冒頭に戻ろう。アブラバネル・ホールの団員たちが感じた違和感は、自分たちの居場所が他人の不動産計画の交渉材料にされているという感覚でした。これは投資の世界でも起きていることと同じ構造です。

派手な投資表明、勢いのあるオーナー、盛り上がる世論に気を取られると、実際に誰が何を確定的に負担し、増えた手元に入るお金が誰に排他的に帰属するのかという一番地味な事実を見落とす。

今日、投資行動を変える必要は?

ありません。今日学びたいのは、銘柄ではなくニュースの見方です。

私がこの案件から取り出したい物差しはシンプルです。支出総額の大きさでも経済波及効果の華やかさでもなく、確定した公的負担と義務化されていない私的コミットメントのどちらが契約上の実体を持っているかを分けて見ること。

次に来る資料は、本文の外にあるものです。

use std::path::{Path, PathBuf};

use crate::foundation::core::{PixelBuffer, Vec3};
use crate::foundation::error::StudioResult;
use crate::render::camera::{Camera, FitData};
use crate::render::cpu::{CpuRenderer, RenderTarget};
use crate::scene::model::Model;

/// Extra distance applied to the fit distance when capturing.
pub const CAPTURE_DISTANCE_FACTOR: f32 = 1.07;

/// Viewer background `#e5e7eb`.
pub const VIEWER_BACKGROUND: [u8; 4] = [0xe5, 0xe7, 0xeb, 0xff];

/// One of the four canonical capture directions, in model space.
#[derive(Clone, Copy, Debug, PartialEq, Eq, Hash, serde::Serialize, serde::Deserialize)]
#[serde(rename_all = "snake_case")]
pub enum ViewDirection {
    /// `+Z`.
    Front,
    /// `-Z`.
    Back,
    /// `-X`.
    Left,
    /// `+X`.
    Right,
}

impl ViewDirection {
    /// Capture order.
    pub const ALL: [Self; 4] = [Self::Front, Self::Back, Self::Left, Self::Right];

    /// Unit vector from the model center towards the camera.
    pub fn unit(self) -> Vec3 {
        match self {
            Self::Front => Vec3::Z,
            Self::Back => Vec3::NEG_Z,
            Self::Left => Vec3::NEG_X,
            Self::Right => Vec3::X,
        }
    }

    /// Lowercase label used in file names.
    pub fn label(self) -> &'static str {
        match self {
            Self::Front => "front",
            Self::Back => "back",
            Self::Left => "left",
            Self::Right => "right",
        }
    }
}

/// Output settings of a capture.
#[derive(Clone, Copy, Debug, PartialEq, Eq, serde::Serialize, serde::Deserialize)]
#[serde(default)]
pub struct CaptureOpts {
    /// Width in pixels.
    pub width: u32,
    /// Height in pixels.
    pub height: u32,
    /// Clear to transparent instead of `background_rgba`.
    pub transparent: bool,
    /// Opaque background used when `transparent` is off.
    pub background_rgba: [u8; 4],
}

impl Default for CaptureOpts {
    fn default() -> Self {
        Self {
            width: 1600,
            height: 1200,
            transparent: true,
            background_rgba: VIEWER_BACKGROUND,
        }
    }
}

impl CaptureOpts {
    fn target(&self) -> RenderTarget {
        RenderTarget {
            width: self.width,
            height: self.height,
            clear_rgba: if self.transparent {
                [0, 0, 0, 0]
            } else {
                self.background_rgba
            },
        }
    }
}

/// The four canonical snapshots of a model.
#[derive(Clone, Debug, PartialEq)]
pub struct FourViews {
    /// Seen from `+Z`.
    pub front: PixelBuffer,
    /// Seen from `-Z`.
    pub back: PixelBuffer,
    /// Seen from `-X`.
    pub left: PixelBuffer,
    /// Seen from `+X`.
    pub right: PixelBuffer,
}

impl FourViews {
    /// Snapshot for `dir`.
    pub fn get(&self, dir: ViewDirection) -> &PixelBuffer {
        match dir {
            ViewDirection::Front => &self.front,
            ViewDirection::Back => &self.back,
            ViewDirection::Left => &self.left,
            ViewDirection::Right => &self.right,
        }
    }

    /// Snapshots in capture order.
    pub fn iter(&self) -> impl Iterator<Item = (ViewDirection, &PixelBuffer)> {
        ViewDirection::ALL.into_iter().map(|d| (d, self.get(d)))
    }

    /// PNG-encode every snapshot, in capture order.
    pub fn to_png(&self) -> StudioResult<Vec<(ViewDirection, Vec<u8>)>> {
        self.iter()
            .map(|(d, buf)| Ok((d, buf.encode_png()?)))
            .collect()
    }

    /// Write `<stem>_<direction>.png` files into `dir`.
    pub fn save_pngs(&self, dir: &Path, stem: &str) -> StudioResult<Vec<PathBuf>> {
        let mut written = Vec::with_capacity(4);
        for (d, buf) in self.iter() {
            let path = dir.join(format!("{stem}_{}.png", d.label()));
            buf.save_png(&path)?;
            written.push(path);
        }
        Ok(written)
    }
}

/// Render one snapshot from `dir`.
///
/// The shot uses a copy of `camera` placed at `center + dir * fit_distance * distance_factor`,
/// looking at the center with `+Y` up. `camera` itself is left untouched.
pub fn capture_view(
    renderer: &CpuRenderer,
    model: &Model,
    camera: &Camera,
    fit: &FitData,
    dir: ViewDirection,
    opts: &CaptureOpts,
    distance_factor: f32,
) -> StudioResult<PixelBuffer> {
    let center = fit.sphere.center;
    let shot = Camera {
        position: center + dir.unit() * (fit.fit_distance * distance_factor),
        target: center,
        up: Vec3::Y,
        ..*camera
    };
    renderer.render(model, &shot, opts.target())
}

/// Render the four canonical snapshots.
#[tracing::instrument(skip_all, fields(width = opts.width, height = opts.height))]
pub fn capture_views(
    renderer: &CpuRenderer,
    model: &Model,
    camera: &Camera,
    fit: &FitData,
    opts: &CaptureOpts,
    distance_factor: f32,
) -> StudioResult<FourViews> {
    let shoot = |dir| capture_view(renderer, model, camera, fit, dir, opts, distance_factor);
    let views = FourViews {
        front: shoot(ViewDirection::Front)?,
        back: shoot(ViewDirection::Back)?,
        left: shoot(ViewDirection::Left)?,
        right: shoot(ViewDirection::Right)?,
    };
    tracing::debug!("captured four views");
    Ok(views)
}

#[cfg(test)]
#[path = "../../tests/unit/capture/views.rs"]
mod tests;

そして増える手元に入るお金が公共に還元されるのか、それとも一企業・一個人に排他的に帰属するのかを確認すること。この二点を分けずに9億ドル規模の再開発という大きさだけで評価すると、非対称なリスク配分を見誤る。

SEGという会社は非上場であり、今のところ株として買う買わないという判断の対象にすらならない。だがこの案件は、上場企業のスタジアム関連投資や官民連携案件を見るときのテンプレートになります。

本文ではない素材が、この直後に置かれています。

use std::sync::Arc;

use crate::foundation::core::{BoundingSphere, Mat4, PixelBuffer, UvBounds, Vec2, Vec3};
use crate::overlay::compositor::Overlay;

/// Index of a mesh in a [`Model`]'s flattened mesh list.
#[derive(Clone, Copy, Debug, PartialEq, Eq, Hash, PartialOrd, Ord)]
pub struct MeshId(pub usize);

/// Base (non-overlay) surface description of a mesh.
#[derive(Clone, Debug)]
pub struct BaseMaterial {
    /// Linear base color factor, straight alpha.
    pub base_color: [f32; 4],
    /// Optional base color texture, sampled with the mesh's first UV set.
    pub texture: Option<Arc<PixelBuffer>>,
}

impl Default for BaseMaterial {
    fn default() -> Self {
        Self {
            base_color: [1.0, 1.0, 1.0, 1.0],
            texture: None,
        }
    }
}

/// One drawable triangle mesh with its world transform.
#[derive(Clone, Debug)]
pub struct MeshNode {
    /// Display name as authored in the source file.
    pub name: String,
    /// Object-space vertex positions.
    pub positions: Vec<Vec3>,
    /// First texture-coordinate set, one per vertex when present.
    pub uvs: Option<Vec<Vec2>>,
    /// Triangle list indices into `positions`.
    pub indices: Vec<u32>,
    /// Object-to-world transform.
    pub world: Mat4,
    /// Base surface.
    pub material: BaseMaterial,
    pub(crate) overlay: Option<Overlay>,
}

impl MeshNode {
    /// Mesh with identity transform, default material and no UVs.
    pub fn new(name: impl Into<String>, positions: Vec<Vec3>, indices: Vec<u32>) -> Self {
        Self {
            name: name.into(),
            positions,
            uvs: None,
            indices,
            world: Mat4::IDENTITY,
            material: BaseMaterial::default(),
            overlay: None,
        }
    }

    /// Attach a texture-coordinate set.
    pub fn with_uvs(mut self, uvs: Vec<Vec2>) -> Self {
        self.uvs = Some(uvs);
        self
    }

    /// Replace the world transform.
    pub fn with_world(mut self, world: Mat4) -> Self {
        self.world = world;
        self
    }

    /// Replace the base material.
    pub fn with_material(mut self, material: BaseMaterial) -> Self {
        self.material = material;
        self
    }

    /// `true` when the mesh carries a non-empty UV set.
    pub fn has_uvs(&self) -> bool {
        self.uvs.as_ref().is_some_and(|uvs| !uvs.is_empty())
    }

    /// Texture-space bounding box, or `None` without usable UVs.
    pub fn uv_bounds(&self) -> Option<UvBounds> {
        UvBounds::from_uvs(self.uvs.as_deref()?)
    }

    /// The overlay bound to this mesh, if any.
    pub fn overlay(&self) -> Option<&Overlay> {
        self.overlay.as_ref()
    }

    /// Number of complete triangles in `indices`.
    pub fn triangle_count(&self) -> usize {
        self.indices.len() / 3
    }
}

/// Summary of one mesh, as handed to the piece indexer and to callers listing a model.
#[derive(Clone, Debug, PartialEq, serde::Serialize)]
pub struct MeshDescriptor {
    /// Position in the flattened mesh list.
    #[serde(skip)]
    pub id: MeshId,
    /// Raw display name.
    pub name: String,
    /// Whether texture coordinates are present.
    pub has_uv: bool,
    /// UV bounding box when available.
    pub bounds: Option<UvBounds>,
}

/// A loaded model: meshes flattened in scene traversal order.
#[derive(Clone, Debug, Default)]
pub struct Model {
    meshes: Vec<MeshNode>,
}

impl Model {
    /// Build a model from already flattened meshes.
    pub fn from_meshes(meshes: Vec<MeshNode>) -> Self {
        Self { meshes }
    }

    /// All meshes in traversal order.
    pub fn meshes(&self) -> &[MeshNode] {
        &self.meshes
    }

    /// Mesh by id.
    pub fn mesh(&self, id: MeshId) -> Option<&MeshNode> {
        self.meshes.get(id.0)
    }

    /// Mutable mesh by id.
    pub fn mesh_mut(&mut self, id: MeshId) -> Option<&mut MeshNode> {
        self.meshes.get_mut(id.0)
    }

    /// `true` for a model without meshes.
    pub fn is_empty(&self) -> bool {
        self.meshes.is_empty()
    }

    /// Describe every mesh.
    pub fn descriptors(&self) -> Vec<MeshDescriptor> {
        self.meshes
            .iter()
            .enumerate()
            .map(|(i, m)| MeshDescriptor {
                id: MeshId(i),
                name: m.name.clone(),
                has_uv: m.has_uvs(),
                bounds: m.uv_bounds(),
            })
            .collect()
    }

    /// World-space axis-aligned bounds `(min, max)` over every referenced vertex.
    pub fn world_aabb(&self) -> Option<(Vec3, Vec3)> {
        let mut min = Vec3::splat(f32::INFINITY);
        let mut max = Vec3::splat(f32::NEG_INFINITY);
        let mut any = false;
        for mesh in &self.meshes {
            for p in &mesh.positions {
                let w = mesh.world.transform_point3(*p);
                if !w.is_finite() {
                    continue;
                }
                min = min.min(w);
                max = max.max(w);
                any = true;
            }
        }
        any.then_some((min, max))
    }

    /// Sphere around [`Model::world_aabb`]: box center, half diagonal radius.
    pub fn bounding_sphere(&self) -> Option<BoundingSphere> {
        let (min, max) = self.world_aabb()?;
        Some(BoundingSphere {
            center: (min + max) * 0.5,
            radius: ((max - min).length() * 0.5).max(1e-6),
        })
    }

    /// Number of meshes currently carrying an overlay.
    pub fn overlay_count(&self) -> usize {
        self.meshes.iter().filter(|m| m.overlay.is_some()).count()
    }
}

#[cfg(test)]
#[path = "../../tests/unit/scene/model.rs"]
mod tests;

表明された投資額ではなく契約書に書かれた義務の中身を、そして球団経営とは別建てで生まれる排他的手元に入るお金の帰属先を確認する。もしそれらが不透明なまま期待だけが先に膨らんでいるなら、それは事業の本質ではなく雰囲気に投資していることになります。

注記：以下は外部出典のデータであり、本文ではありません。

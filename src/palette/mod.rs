//! Color tokens found in vector artwork.

/// Token classification and CSS color resolution.
pub mod color;
/// Frequency-ranked palette extraction.
pub mod extract;
/// Token-targeted substitution.
pub mod rewrite;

逆に、義務化された投資、公開された財務構造、透明な審査プロセスが揃って初めて、この手の街づくり案件は長期保有に値する投資理由に変わる。アブラバネル・ホールの運命がまだ決まっていないのと同じように、この物差しを当て続ける監視こそが、次に似た案件に出会ったときの投資家の仕事になります。

5分で分かるまとめ

  • 今回のニュースは「9億ドルの確定債務と30億ドルの口約束――コンサートホールを賭けた再開発が教える物差し」です。見出しだけで投資判断はしません。
  • 4月末、ユタ交響楽団のリハーサル休憩中、団員たちは自分たちの本拠地アブラバネル・ホールが取り壊し対象として検討されていると告げられた。
  • さらに気になるのは意思決定の速さです。
  • SEGという会社は非上場であり、今のところ株として買う買わないという判断の対象にすらならない。
  • 今日すぐに投資行動を変える必要はありません。数字と構造を定点観測します。
  • 最後は、その事業と経営者に共感でき、自分の言葉で腹落ちするかを確かめます。

寄り道コンテンツ

ニュースと投資判断の間に、一呼吸おく

良いニュースが出た会社が、良い投資先とは限りません。ニュースは入口。最後は、事業が自分の言葉で説明できるか、経営者に共感できるか、10年持つ姿を想像できるかを確かめます。

栄枯盛衰、諸行無常。今日の人気が、10年後も続くとは限りません。だから私は、値動きより事業と経営者を見ます。自分で腹落ちするものを、長い時間軸で考えていきましょう。